▶ _WORK INSTRUCTION_: Gather from the listing below each line that includes the word "args", and copy it.

▶ _RECORDS SHOWN_:

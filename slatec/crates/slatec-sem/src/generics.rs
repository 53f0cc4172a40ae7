//! The generic instantiation engine.
//!
//! `instantiate(gen, args)` is memoized on the generic's child cache:
//! equal argument tuples return the identical entity. Arguments bind
//! positionally into a fresh child scope parented at the generic's
//! defining scope; for classes and functions a stub entity is pushed
//! into the cache *before* the body elaborates, so a recursive reference
//! from the body finds the in-progress entity instead of recursing. The
//! cache is searched newest-first for the same reason. Unbounded
//! recursion (a generic that never reaches a fixed point) trips the
//! depth guard and aborts the unit.

use std::fmt::Write;

use slatec_ast as ast;
use slatec_util::{Span, Symbol};

use crate::ctx::GenCtx;
use crate::entity::{
    AliasDef, AliasTarget, ConstLit, Entity, GenericArgValue, GenericChild, GenericId,
    GenericParamKind,
};
use crate::error::{DiagKind, SemResult};
use crate::resolve::Resolved;
use crate::scope::{Binding, ScopeOwner};
use crate::types::TypeKind;
use crate::value::Value;

/// Re-entrant instantiation deeper than this is a cycle.
const MAX_INSTANTIATION_DEPTH: usize = 128;

impl GenCtx<'_> {
    /// Monomorphize a generic entity for the given argument list.
    ///
    /// `Ok(None)` means a diagnostic was reported and the caller should
    /// poison; fatal cycles propagate as `Err`.
    pub fn instantiate(
        &mut self,
        generic: GenericId,
        args: &[ast::GenericArg],
        span: Span,
    ) -> SemResult<Option<Resolved>> {
        let name = self.arena.generics[generic].name;
        let expected = self.arena.generics[generic].params.len();
        if args.len() != expected {
            self.report(
                DiagKind::GenericArityMismatch {
                    name,
                    expected,
                    found: args.len(),
                },
                span,
            );
            return Ok(None);
        }

        let Some(values) = self.bind_argument_values(generic, args, span)? else {
            return Ok(None);
        };

        // Memoized (and in-progress) children, newest first.
        if let Some(entity) = self.find_child(generic, &values) {
            return Ok(self.finish_binding(Binding::Entity(entity)));
        }

        if self.generic_depth >= MAX_INSTANTIATION_DEPTH {
            return Err(self.fatal(DiagKind::GenericInstantiationCycle(name), span));
        }
        self.generic_depth += 1;
        let result = self.instantiate_fresh(generic, values, span);
        self.generic_depth -= 1;

        let entity = result?;
        Ok(entity.and_then(|e| self.finish_binding(Binding::Entity(e))))
    }

    fn find_child(&self, generic: GenericId, values: &[GenericArgValue]) -> Option<Entity> {
        self.arena.generics[generic]
            .children
            .iter()
            .rev()
            .find(|child| self.arena.generic_args_match(&child.args, values))
            .map(|child| child.entity)
    }

    /// Evaluate use-site arguments against the declared parameters.
    fn bind_argument_values(
        &mut self,
        generic: GenericId,
        args: &[ast::GenericArg],
        span: Span,
    ) -> SemResult<Option<Vec<GenericArgValue>>> {
        let params = self.arena.generics[generic].params.clone();
        let mut values = Vec::with_capacity(args.len());
        for (param, arg) in params.iter().zip(args) {
            match (&param.kind, arg) {
                (GenericParamKind::Type, ast::GenericArg::Type(texpr)) => {
                    values.push(GenericArgValue::Type(self.resolve_type(texpr)?));
                }
                (GenericParamKind::Const(declared), ast::GenericArg::Const(lit)) => {
                    let Some(value) = const_lit_for(declared, lit, self) else {
                        self.report(DiagKind::GenericArgumentKindMismatch(param.name), span);
                        return Ok(None);
                    };
                    values.push(GenericArgValue::Const(value));
                }
                _ => {
                    self.report(DiagKind::GenericArgumentKindMismatch(param.name), span);
                    return Ok(None);
                }
            }
        }
        Ok(Some(values))
    }

    fn instantiate_fresh(
        &mut self,
        generic: GenericId,
        values: Vec<GenericArgValue>,
        span: Span,
    ) -> SemResult<Option<Entity>> {
        let def = &self.arena.generics[generic];
        let defining_scope = def.defining_scope;
        let body = def.body.clone();
        let mangled = self.mangle_generic_name(generic, &values);

        // Fresh child scope holding the bound parameters.
        let child_scope = self.scopes.push(defining_scope, ScopeOwner::Generic(generic));
        self.bind_parameters(generic, child_scope, &values, span);

        let saved = self.enter_existing_scope(child_scope);
        match body {
            crate::entity::GenericBody::Class(decl) => {
                // Stub first: the child is findable before its body runs.
                let (class, ty) = self.declare_class_stub(mangled, &decl)?;
                self.push_child(generic, values, Entity::Type(ty));
                let result = self.elaborate_class_body(class, &decl);
                self.restore_scope(saved);
                result?;
                Ok(Some(Entity::Type(ty)))
            }
            crate::entity::GenericBody::Function(decl) => {
                match self.declare_concrete_function(mangled, &decl, None)? {
                    Some(func) => {
                        self.push_child(generic, values, Entity::Func(func));
                        let result = self.elaborate_function_body(func, &decl);
                        self.restore_scope(saved);
                        result?;
                        Ok(Some(Entity::Func(func)))
                    }
                    None => {
                        self.restore_scope(saved);
                        Ok(None)
                    }
                }
            }
            crate::entity::GenericBody::Alias(decl) => {
                let target = self.resolve_alias_target(&decl);
                self.restore_scope(saved);
                match target? {
                    Some(target) => {
                        let alias = self.arena.aliases.push(AliasDef {
                            name: mangled,
                            target,
                        });
                        let entity = Entity::Alias(alias);
                        self.push_child(generic, values, entity);
                        Ok(Some(entity))
                    }
                    None => Ok(None),
                }
            }
        }
    }

    fn push_child(&mut self, generic: GenericId, args: Vec<GenericArgValue>, entity: Entity) {
        self.arena.generics[generic]
            .children
            .push(GenericChild { args, entity });
    }

    /// Bind `T = i32`-style parameters into the child scope.
    fn bind_parameters(
        &mut self,
        generic: GenericId,
        child_scope: crate::scope::ScopeId,
        values: &[GenericArgValue],
        span: Span,
    ) {
        let params = self.arena.generics[generic].params.clone();
        for (param, value) in params.iter().zip(values) {
            let binding = match value {
                GenericArgValue::Type(ty) => Binding::Entity(Entity::Type(*ty)),
                GenericArgValue::Const(lit) => {
                    let declared = match &param.kind {
                        GenericParamKind::Const(ty) => *ty,
                        GenericParamKind::Type => self.arena.error_type,
                    };
                    let value = self.const_lit_value(lit, declared);
                    let alias = self.arena.aliases.push(AliasDef {
                        name: param.name,
                        target: AliasTarget::Const(value),
                    });
                    Binding::Entity(Entity::Alias(alias))
                }
            };
            if self.scopes.insert(child_scope, param.name, binding).is_err() {
                self.report(DiagKind::RedeclaredName(param.name), span);
            }
        }
    }

    /// Materialize a literal generic argument as a constant value of the
    /// declared parameter type.
    fn const_lit_value(&mut self, lit: &ConstLit, declared: crate::types::TypeId) -> Value {
        match lit {
            ConstLit::Int(v) => {
                let bits = match self.arena.type_kind(declared) {
                    TypeKind::Int { bits, .. } => *bits,
                    _ => 32,
                };
                Value::constant(
                    Symbol::intern("genarg"),
                    declared,
                    slatec_ssa::Const::int(bits, *v as u64),
                )
            }
            ConstLit::Char(c) => Value::constant(
                Symbol::intern("genarg"),
                declared,
                slatec_ssa::Const::int(8, u64::from(*c)),
            ),
            ConstLit::Str(text) => {
                // A pointer to a private byte global; no insertion point
                // is needed so the global address stands in directly.
                let name = Symbol::intern(&format!("genstr{}", self.module.globals.len()));
                let mut bytes = text.as_str().as_bytes().to_vec();
                bytes.push(0);
                let global = self.module.add_global_bytes(name, bytes);
                let u8t = self.arena.int_type(self.module, 8, false);
                let ptr = self.arena.ptr_type(self.module, u8t);
                Value::plain(*text, ptr, slatec_ssa::ValueRef::Global(global))
            }
        }
    }

    /// `Stack<i32, 4>`-style display name for a monomorphized child.
    fn mangle_generic_name(&self, generic: GenericId, values: &[GenericArgValue]) -> Symbol {
        let mut out = String::new();
        let _ = write!(out, "{}<", self.arena.generics[generic].name);
        for (i, value) in values.iter().enumerate() {
            if i > 0 {
                out.push_str(", ");
            }
            match value {
                GenericArgValue::Type(ty) => out.push_str(&self.arena.display_type(*ty)),
                GenericArgValue::Const(ConstLit::Int(v)) => {
                    let _ = write!(out, "{v}");
                }
                GenericArgValue::Const(ConstLit::Char(c)) => {
                    let _ = write!(out, "'{}'", *c as char);
                }
                GenericArgValue::Const(ConstLit::Str(s)) => {
                    let _ = write!(out, "{:?}", s.as_str());
                }
            }
        }
        out.push('>');
        Symbol::intern(&out)
    }
}

/// Check a literal against the declared parameter type and build the
/// structural constant used for memoization.
fn const_lit_for(
    declared: &crate::types::TypeId,
    lit: &ast::Literal,
    ctx: &GenCtx<'_>,
) -> Option<ConstLit> {
    match (&lit.kind, ctx.arena.type_kind(*declared)) {
        (ast::LitKind::Int(v), TypeKind::Int { .. }) => Some(ConstLit::Int(*v)),
        (ast::LitKind::Char(c), TypeKind::Int { .. }) => Some(ConstLit::Char(*c)),
        (ast::LitKind::Str(s), TypeKind::Ptr { .. }) => Some(ConstLit::Str(*s)),
        (_, TypeKind::Error) => match &lit.kind {
            ast::LitKind::Int(v) => Some(ConstLit::Int(*v)),
            ast::LitKind::Char(c) => Some(ConstLit::Char(*c)),
            ast::LitKind::Str(s) => Some(ConstLit::Str(*s)),
            _ => None,
        },
        _ => None,
    }
}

▶ _ANSWER TO THIS EXERCISE_:
//! `instantiate(gen, args)` is memoized on the generic's child cache:
        args: &[ast::GenericArg],
        if args.len() != expected {
                    found: args.len(),
        let Some(values) = self.bind_argument_values(generic, args, span)? else {
            .find(|child| self.arena.generic_args_match(&child.args, values))
        args: &[ast::GenericArg],
        let mut values = Vec::with_capacity(args.len());
        for (param, arg) in params.iter().zip(args) {
    fn push_child(&mut self, generic: GenericId, args: Vec<GenericArgValue>, entity: Entity) {
            .push(GenericChild { args, entity });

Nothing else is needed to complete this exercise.